变异链球菌致病相关蛋白的结构与功能研究

Streptococcus mutans is an opportunistic pathogen. As a member of the human oral flora, it has been implicated as a primary cause of dental caries and a key pathogen of infective endocarditis. To persist in the oral cavity, S. mutans must be able to tolerate rapid environmental fluctuations and exposure to various toxic chemicals, and to adapt and respond to environmental stresses. The virulence factors of S. mutans such as carbohydrate metabolism, tolerance and production of acids, synthesis of cells polysaccharide and adhesion ability contribute to dental caries. Up to now, the infection routes and the pathogenesis has not yet been answered satisfactorily. .In this project, 11 proteins that are related with the pathogenesis of S. mutans were selected as research targets. They contribute to the human caries directly or indirectly. We try to determine their crystal structures. The information provided by the crystal structures of the pathogenesis-related proteins will help to further elucidate their biological functions in the infections of S. mutans. At the same time, we will construct the mutant strains of S. mutans (inactivation of one or more of these genes) based on the structural information, so as to observe the changes of their biological feathers, to understand the interaction between the bacterium and the host, and to confirm the relationship between the protein structure and the protein functions. All of these research works will provide enough theoretical basis for developing new generations of anti-S. mutans drugs and vaccines.
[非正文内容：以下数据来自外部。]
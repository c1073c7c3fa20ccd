//! Response model shared by every notification stage of one request.
//!
//! # Design
//! The transfer engine keeps one `Response` per request and overwrites its
//! `result` stage by stage. Each notification hands handlers a clone, so a
//! retained `Response` is a snapshot of the stage it was delivered with.
//! The only payload that cannot be cloned, the raw body stream, is wrapped
//! in a take-once `ResponseStream` shared by all snapshots.

use std::collections::HashMap;
use std::fmt;
use std::io::Read;
use std::path::{Path, PathBuf};
use std::sync::{Arc, Mutex};
use std::time::Duration;

use crate::http::HttpMethod;

type BoxedReader = Box<dyn Read + Send>;

/// An open response body handed to the caller. The first `take` wins;
/// dropping the reader closes the underlying connection.
#[derive(Clone)]
pub struct ResponseStream {
    inner: Arc<Mutex<Option<BoxedReader>>>,
}

impl ResponseStream {
    pub fn new(reader: impl Read + Send + 'static) -> Self {
        Self {
            inner: Arc::new(Mutex::new(Some(Box::new(reader)))),
        }
    }

    /// Take ownership of the body reader, if nobody has yet.
    pub fn take(&self) -> Option<BoxedReader> {
        match self.inner.lock() {
            Ok(mut guard) => guard.take(),
            Err(poisoned) => poisoned.into_inner().take(),
        }
    }

    pub fn is_taken(&self) -> bool {
        match self.inner.lock() {
            Ok(guard) => guard.is_none(),
            Err(poisoned) => poisoned.into_inner().is_none(),
        }
    }
}

impl fmt::Debug for ResponseStream {
    fn fmt(&self, f: &mut fmt::Formatter<'_>) -> fmt::Result {
        f.debug_struct("ResponseStream")
            .field("taken", &self.is_taken())
            .finish()
    }
}

/// Payload carried by a notification.
#[derive(Debug, Clone, Default)]
pub enum ResponseResult {
    #[default]
    None,
    /// Decoded text body, or a human-readable stage/error message.
    Text(String),
    /// Where a downloaded body was stored.
    FilePath(PathBuf),
    Stream(ResponseStream),
}

impl ResponseResult {
    pub fn is_none(&self) -> bool {
        matches!(self, ResponseResult::None)
    }
}

impl From<String> for ResponseResult {
    fn from(text: String) -> Self {
        ResponseResult::Text(text)
    }
}

impl From<&str> for ResponseResult {
    fn from(text: &str) -> Self {
        ResponseResult::Text(text.to_string())
    }
}

impl From<PathBuf> for ResponseResult {
    fn from(path: PathBuf) -> Self {
        ResponseResult::FilePath(path)
    }
}

impl From<ResponseStream> for ResponseResult {
    fn from(stream: ResponseStream) -> Self {
        ResponseResult::Stream(stream)
    }
}

/// Metadata and payload of one HTTP exchange.
#[derive(Debug, Clone, Default)]
pub struct Response {
    headers: HashMap<String, Vec<String>>,
    content_type: Option<String>,
    content_encoding: Option<String>,
    request_method: Option<HttpMethod>,
    url: Option<String>,
    response_code: u16,
    connect_timeout: Duration,
    read_timeout: Duration,
    content_length: i64,
    result: ResponseResult,
}

impl Response {
    pub fn new() -> Self {
        Self::default()
    }

    /// Replace the payload, returning `self` for chaining into a notification.
    pub fn set_result(&mut self, result: impl Into<ResponseResult>) -> &mut Self {
        self.result = result.into();
        self
    }

    pub(crate) fn record_request(
        &mut self,
        method: HttpMethod,
        url: &str,
        connect_timeout: Duration,
        read_timeout: Duration,
    ) {
        self.request_method = Some(method);
        self.url = Some(url.to_string());
        self.connect_timeout = connect_timeout;
        self.read_timeout = read_timeout;
    }

    /// Copy status and header metadata from a received exchange. Header names
    /// are stored lower-case.
    pub(crate) fn record_exchange(
        &mut self,
        response_code: u16,
        headers: HashMap<String, Vec<String>>,
        content_length: i64,
    ) {
        self.response_code = response_code;
        self.content_type = first_value(&headers, "content-type");
        self.content_encoding = first_value(&headers, "content-encoding");
        self.content_length = content_length;
        self.headers = headers;
    }

    pub fn result(&self) -> &ResponseResult {
        &self.result
    }

    /// The payload as text, when it is text.
    pub fn text(&self) -> Option<&str> {
        match &self.result {
            ResponseResult::Text(text) => Some(text),
            _ => None,
        }
    }

    pub fn file_path(&self) -> Option<&Path> {
        match &self.result {
            ResponseResult::FilePath(path) => Some(path),
            _ => None,
        }
    }

    pub fn stream(&self) -> Option<&ResponseStream> {
        match &self.result {
            ResponseResult::Stream(stream) => Some(stream),
            _ => None,
        }
    }

    pub fn headers(&self) -> &HashMap<String, Vec<String>> {
        &self.headers
    }

    /// Every value of a response header, looked up case-insensitively.
    pub fn header_all_values(&self, name: &str) -> Option<&[String]> {
        self.headers
            .get(&name.to_ascii_lowercase())
            .map(Vec::as_slice)
    }

    pub fn header_first_value(&self, name: &str) -> Option<&str> {
        self.header_all_values(name)
            .and_then(|values| values.first())
            .map(String::as_str)
    }

    pub fn content_type(&self) -> Option<&str> {
        self.content_type.as_deref()
    }

    /// As sent by the server. Bodies are delivered without decompression.
    pub fn content_encoding(&self) -> Option<&str> {
        self.content_encoding.as_deref()
    }

    pub fn request_method(&self) -> Option<HttpMethod> {
        self.request_method
    }

    pub fn url(&self) -> Option<&str> {
        self.url.as_deref()
    }

    /// Status code, or 0 before a status has been read.
    pub fn response_code(&self) -> u16 {
        self.response_code
    }

    pub fn connect_timeout(&self) -> Duration {
        self.connect_timeout
    }

    pub fn read_timeout(&self) -> Duration {
        self.read_timeout
    }

    /// Declared body length: 0 before the exchange, -1 when the server did
    /// not announce one.
    pub fn content_length(&self) -> i64 {
        self.content_length
    }
}

fn first_value(headers: &HashMap<String, Vec<String>>, name: &str) -> Option<String> {
    headers.get(name).and_then(|values| values.first()).cloned()
}

#[cfg(test)]
mod tests {
    use super::*;
    use std::io::Cursor;

    fn headers() -> HashMap<String, Vec<String>> {
        let mut headers = HashMap::new();
        headers.insert("content-type".to_string(), vec!["image/png".to_string()]);
        headers.insert(
            "set-cookie".to_string(),
            vec!["a=1".to_string(), "b=2".to_string()],
        );
        headers
    }

    #[test]
    fn defaults_before_exchange() {
        let response = Response::new();
        assert_eq!(response.content_length(), 0);
        assert_eq!(response.response_code(), 0);
        assert!(response.result().is_none());
        assert!(response.content_type().is_none());
    }

    #[test]
    fn record_exchange_extracts_metadata() {
        let mut response = Response::new();
        response.record_request(
            HttpMethod::Get,
            "http://example/file",
            Duration::from_secs(3),
            Duration::from_secs(3),
        );
        response.record_exchange(200, headers(), 1024);

        assert_eq!(response.response_code(), 200);
        assert_eq!(response.content_type(), Some("image/png"));
        assert_eq!(response.content_length(), 1024);
        assert_eq!(response.request_method(), Some(HttpMethod::Get));
        assert_eq!(response.url(), Some("http://example/file"));
        assert_eq!(response.header_first_value("Content-Type"), Some("image/png"));
        assert_eq!(response.header_all_values("SET-COOKIE").map(|v| v.len()), Some(2));
        assert!(response.header_first_value("etag").is_none());
    }

    #[test]
    fn result_is_overwritten_per_stage() {
        let mut response = Response::new();
        response.set_result("Request accepted");
        let snapshot = response.clone();
        response.set_result(PathBuf::from("/tmp/download.png"));

        assert_eq!(snapshot.text(), Some("Request accepted"));
        assert_eq!(response.file_path(), Some(Path::new("/tmp/download.png")));
        assert!(response.text().is_none());
    }

    #[test]
    fn stream_is_taken_once_across_clones() {
        let mut response = Response::new();
        response.set_result(ResponseStream::new(Cursor::new(b"body".to_vec())));
        let snapshot = response.clone();

        let mut reader = snapshot.stream().unwrap().take().unwrap();
        let mut body = String::new();
        reader.read_to_string(&mut body).unwrap();
        assert_eq!(body, "body");

        assert!(response.stream().unwrap().is_taken());
        assert!(response.stream().unwrap().take().is_none());
    }
}
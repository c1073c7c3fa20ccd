//! Transfer progress accounting.
//!
//! # Design
//! A `ProgressMeter` turns a running byte count into percentage updates.
//! It only yields an update when the percentage strictly exceeds the last
//! one it yielded, so consumers never see duplicates and never see 0%.
//! A total of zero or less means the length is unknown (chunked bodies,
//! missing `Content-Length`): no percentage is computed while streaming
//! and a single 100% update is yielded by [`ProgressMeter::finish`].

/// One progress notification.
#[derive(Debug, Clone, Copy, PartialEq, Eq)]
pub struct Progress {
    /// 1..=100
    pub percentage: u8,
    /// Declared body length, or a non-positive value when unknown.
    pub total_size: i64,
    pub bytes_read: u64,
}

/// Deduplicating percentage calculator for a single transfer.
#[derive(Debug, Clone)]
pub struct ProgressMeter {
    total: i64,
    last: u8,
    bytes_read: u64,
}

impl ProgressMeter {
    pub fn new(total: i64) -> Self {
        Self {
            total,
            last: 0,
            bytes_read: 0,
        }
    }

    pub fn is_length_known(&self) -> bool {
        self.total > 0
    }

    pub fn bytes_read(&self) -> u64 {
        self.bytes_read
    }

    /// Record the cumulative byte count. Returns an update when the
    /// percentage moved forward.
    pub fn advance(&mut self, bytes_read: u64) -> Option<Progress> {
        self.bytes_read = bytes_read;
        if !self.is_length_known() {
            return None;
        }
        let percentage = percentage_of(bytes_read, self.total as u64);
        self.emit(percentage)
    }

    /// Mark the transfer complete. Only unknown-length transfers produce
    /// an update here; known-length ones already reported as they streamed.
    pub fn finish(&mut self) -> Option<Progress> {
        if self.is_length_known() {
            return None;
        }
        self.emit(100)
    }

    fn emit(&mut self, percentage: u8) -> Option<Progress> {
        if percentage <= self.last {
            return None;
        }
        self.last = percentage;
        Some(Progress {
            percentage,
            total_size: self.total,
            bytes_read: self.bytes_read,
        })
    }
}

/// `min(100, floor(read * 100 / total))`; `total` must be positive.
fn percentage_of(read: u64, total: u64) -> u8 {
    if read >= total {
        return 100;
    }
    ((read as u128 * 100) / total as u128) as u8
}
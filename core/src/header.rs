//! Ordered request-header registry.
//!
//! # Design
//! Headers are kept as an insertion-ordered `Vec<Field>` because that is the
//! order they are written to the wire. The `HashMap` view is derived on
//! demand and is last-write-wins for repeated names; nothing in the engine
//! relies on its iteration order. Names and values are not validated here;
//! the transport rejects malformed ones when the request is sent.

use std::collections::HashMap;

use crate::field::Field;

/// Insertion-ordered collection of request header fields.
#[derive(Debug, Clone, Default, PartialEq, Eq)]
pub struct RequestHeader {
    fields: Vec<Field>,
}

impl RequestHeader {
    pub fn new() -> Self {
        Self::default()
    }

    /// Append one field.
    pub fn add(&mut self, field: impl Into<Field>) -> &mut Self {
        self.fields.push(field.into());
        self
    }

    /// Append several fields, keeping their order.
    pub fn add_all<I, F>(&mut self, fields: I) -> &mut Self
    where
        I: IntoIterator<Item = F>,
        F: Into<Field>,
    {
        self.fields.extend(fields.into_iter().map(Into::into));
        self
    }

    /// Builder-style variant of [`add`](Self::add).
    pub fn with(mut self, name: impl Into<String>, value: impl Into<String>) -> Self {
        self.fields.push(Field::new(name, value));
        self
    }

    /// Fields in wire order.
    pub fn as_sequence(&self) -> &[Field] {
        &self.fields
    }

    /// Name to value mapping; the last field wins on duplicate names.
    pub fn as_map(&self) -> HashMap<String, String> {
        self.fields
            .iter()
            .map(|f| (f.name().to_string(), f.value().to_string()))
            .collect()
    }

    /// Whether a field with this name is present (case-insensitive).
    pub fn contains(&self, name: &str) -> bool {
        self.fields.iter().any(|f| f.name().eq_ignore_ascii_case(name))
    }

    pub fn iter(&self) -> std::slice::Iter<'_, Field> {
        self.fields.iter()
    }

    pub fn len(&self) -> usize {
        self.fields.len()
    }

    pub fn is_empty(&self) -> bool {
        self.fields.is_empty()
    }
}

impl<F: Into<Field>> FromIterator<F> for RequestHeader {
    fn from_iter<I: IntoIterator<Item = F>>(iter: I) -> Self {
        let mut header = RequestHeader::new();
        header.add_all(iter);
        header
    }
}

impl<'a> IntoIterator for &'a RequestHeader {
    type Item = &'a Field;
    type IntoIter = std::slice::Iter<'a, Field>;

    fn into_iter(self) -> Self::IntoIter {
        self.fields.iter()
    }
}

/// Well-known request header names.
pub mod names {
    pub const ACCEPT: &str = "Accept";
    pub const ACCEPT_CHARSET: &str = "Accept-Charset";
    pub const ACCEPT_ENCODING: &str = "Accept-Encoding";
    pub const ACCEPT_LANGUAGE: &str = "Accept-Language";
    pub const AUTHORIZATION: &str = "Authorization";
    pub const BOUNDARY: &str = "boundary";
    pub const CACHE_CONTROL: &str = "Cache-Control";
    pub const CONTENT_DISPOSITION: &str = "Content-Disposition";
    pub const CONTENT_ENCODING: &str = "Content-Encoding";
    pub const CONTENT_LANGUAGE: &str = "Content-Language";
    pub const CONTENT_LENGTH: &str = "Content-Length";
    pub const CONTENT_LOCATION: &str = "Content-Location";
    pub const CONTENT_TRANSFER_ENCODING: &str = "Content-Transfer-Encoding";
    pub const CONTENT_TYPE: &str = "Content-Type";
    pub const COOKIE: &str = "Cookie";
    pub const DATE: &str = "Date";
    pub const ETAG: &str = "ETag";
    pub const EXPIRES: &str = "Expires";
    pub const HOST: &str = "Host";
    pub const IF_MATCH: &str = "If-Match";
    pub const IF_MODIFIED_SINCE: &str = "If-Modified-Since";
    pub const IF_NONE_MATCH: &str = "If-None-Match";
    pub const IF_UNMODIFIED_SINCE: &str = "If-Unmodified-Since";
    pub const LAST_MODIFIED: &str = "Last-Modified";
    pub const LOCATION: &str = "Location";
    pub const SET_COOKIE: &str = "Set-Cookie";
    pub const USER_AGENT: &str = "User-Agent";
    pub const VARY: &str = "Vary";
    pub const WWW_AUTHENTICATE: &str = "WWW-Authenticate";
}

/// Common media types for `Content-Type` and `Accept` values.
pub mod media_types {
    pub const APPLICATION_ATOM_XML: &str = "application/atom+xml";
    pub const APPLICATION_FORM_URLENCODED: &str = "application/x-www-form-urlencoded";
    pub const APPLICATION_JSON: &str = "application/json";
    pub const APPLICATION_OCTET_STREAM: &str = "application/octet-stream";
    pub const APPLICATION_PDF: &str = "application/pdf";
    pub const APPLICATION_XHTML_XML: &str = "application/xhtml+xml";
    pub const APPLICATION_XML: &str = "application/xml";
    pub const APPLICATION_ANDROID: &str = "application/vnd.android.package-archive";
    pub const MULTIPART_FORM_DATA: &str = "multipart/form-data";
    pub const WILDCARD: &str = "*/*";
    pub const ZIP: &str = "application/zip";
    pub const RAR: &str = "application/x-rar-compressed";
    pub const JAR: &str = "application/java-archive";
    pub const TAR: &str = "application/x-tar";
    pub const XLS: &str = "application/vnd.ms-excel";
    pub const XLSX: &str = "application/vnd.openxmlformats-officedocument.spreadsheetml.sheet";

    pub const TEXT_HTML: &str = "text/html";
    pub const TEXT_PLAIN: &str = "text/plain";
    pub const TEXT_XML: &str = "text/xml";
    pub const TEXT_CSS: &str = "text/css";
    pub const TEXT_CSV: &str = "text/csv";
    pub const TEXT_CALENDAR: &str = "text/calendar";

    pub const IMAGE_APNG: &str = "image/apng";
    pub const IMAGE_AVIF: &str = "image/avif";
    pub const IMAGE_BMP: &str = "image/bmp";
    pub const IMAGE_GIF: &str = "image/gif";
    pub const IMAGE_ICON: &str = "image/x-icon";
    pub const IMAGE_JPEG: &str = "image/jpeg";
    pub const IMAGE_PNG: &str = "image/png";
    pub const IMAGE_SVG: &str = "image/svg+xml";
    pub const IMAGE_TIFF: &str = "image/tiff";
    pub const IMAGE_WEBP: &str = "image/webp";

    pub const AUDIO_AAC: &str = "audio/aac";
    pub const AUDIO_FLAC: &str = "audio/flac";
    pub const AUDIO_MP3: &str = "audio/mpeg";
    pub const AUDIO_MP4: &str = "audio/mp4";
    pub const AUDIO_OGG: &str = "audio/ogg";
    pub const AUDIO_WAV: &str = "audio/wav";
    pub const AUDIO_WEBM: &str = "audio/webm";
    pub const AUDIO_3GPP: &str = "audio/3gpp";

    pub const VIDEO_3GP: &str = "video/3gpp";
    pub const VIDEO_AVI: &str = "video/x-msvideo";
    pub const VIDEO_FLV: &str = "video/x-flv";
    pub const VIDEO_MOV: &str = "video/quicktime";
    pub const VIDEO_MP4: &str = "video/mp4";
    pub const VIDEO_MPEG: &str = "video/mpeg";
    pub const VIDEO_OGV: &str = "video/ogg";
    pub const VIDEO_WEBM: &str = "video/webm";
    pub const VIDEO_WMV: &str = "video/x-ms-wmv";
}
变异链球菌（Streptococcus mutans）是龋病的主要致病菌，不同龋指数患者口腔变异链球菌的体外致龋能力不同，提示不同菌株的致龋性是不同的，而致龋性主要是通过其毒力因子来完成的，相关基因的突变导致变异链球菌的致龋性发生改变，但其感染途径和致病机制至今尚未得到完满的解答。本研究选择11种与变异链球菌产糖、产酸、耐酸和黏附等相关的蛋白，这些蛋白与龋病的发生、发展有直接或间接的关系。通过解析其晶体结构，从结构生物的角度阐明这些蛋白结构与生物学功能之间的关系。并基于高分辨率晶体所提供的结构信息，构建相应基因灭活的突变菌株，观察菌株生物学特性的改变，更好地了解这些蛋白与宿主之间的相互作用，确定其生物学功能。为进一步阐明变异链球菌的致病机制和研制新一代抗变异链球菌的药物和疫苗提供理论基础。

摘要：龋齿是所有人易发的齿科疾病，不同程度地影响着人们的日常生活质量。变异链球菌（Streptococcus mutans）是龋病的主要致病菌，具有广泛的适应能力，可以持续存在于口腔中。研究发现，不同龋指数患者口腔变异链球菌的体外致龋能力不同，提示不同菌株的致龋性是不同的，而致龋性主要是通过其毒力因子来完成的，但其感染途径和致病机制至今还未得到完满的解答。在本研究中，按计划完成了课题计划书中的大部分内容，通过对芳香族氨基酸氨基转移酶和核糖基高半胱氨酸酶的晶体结构解析，从结构生物的角度阐明这些蛋白结构与生物学功能之间的关系，更好地了解这些蛋白与宿主之间的相互作用，确定其生物学功能。此外，基于这些蛋白的晶体结构，可以进行抗变异链球菌药物的理性设计。对阐明变异链球菌的致病机制和研制新一代抗变异链球菌的药物提供了理论基础。